Which lines below hold the word "HeaderMap"? Copy all of them.
+++ Data supplied +++
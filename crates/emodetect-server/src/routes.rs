//! HTTP routes and handlers

use axum::{
    body::Bytes,
    extract::{DefaultBodyLimit, State},
    http::{HeaderMap, Method, StatusCode, Uri},
    response::Html,
    routing::get,
    Router,
};
use tower_http::{limit::RequestBodyLimitLayer, trace::TraceLayer};
use tracing::{debug, info};

use crate::extract::extract_text;
use crate::render::{format_response, render_page};
use crate::state::AppState;

pub fn create_router(state: AppState) -> Router {
    let max_body_bytes = state.config.max_body_bytes;

    Router::new()
        .route(
            "/emotionDetector",
            get(emotion_detector).post(emotion_detector),
        )
        .fallback(fallback)
        .layer(DefaultBodyLimit::disable())
        .layer(RequestBodyLimitLayer::new(max_body_bytes))
        .layer(TraceLayer::new_for_http())
        .with_state(state)
}

/// Analyze the submitted text and render the result sentence
async fn emotion_detector(
    State(state): State<AppState>,
    method: Method,
    uri: Uri,
    headers: HeaderMap,
    body: Bytes,
) -> Html<String> {
    metrics::counter!("emodetect_requests_total").increment(1);

    let text = extract_text(&method, &uri, &headers, body).await;
    debug!(%method, text = %text, "Analyzing text");

    let result = state.detector.detect(&text).await;

    let outcome = if result.is_absent() { "absent" } else { "detected" };
    metrics::counter!("emodetect_detections_total", "outcome" => outcome).increment(1);
    info!(
        detector = state.detector.name(),
        outcome,
        dominant = ?result.dominant_emotion(),
        "Detection complete"
    );

    Html(render_page(&format_response(&result)))
}

async fn fallback() -> (StatusCode, &'static str) {
    (StatusCode::NOT_FOUND, "Not found")
}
+++
§ Output of the task
    http::{HeaderMap, Method, StatusCode, Uri},
    headers: HeaderMap,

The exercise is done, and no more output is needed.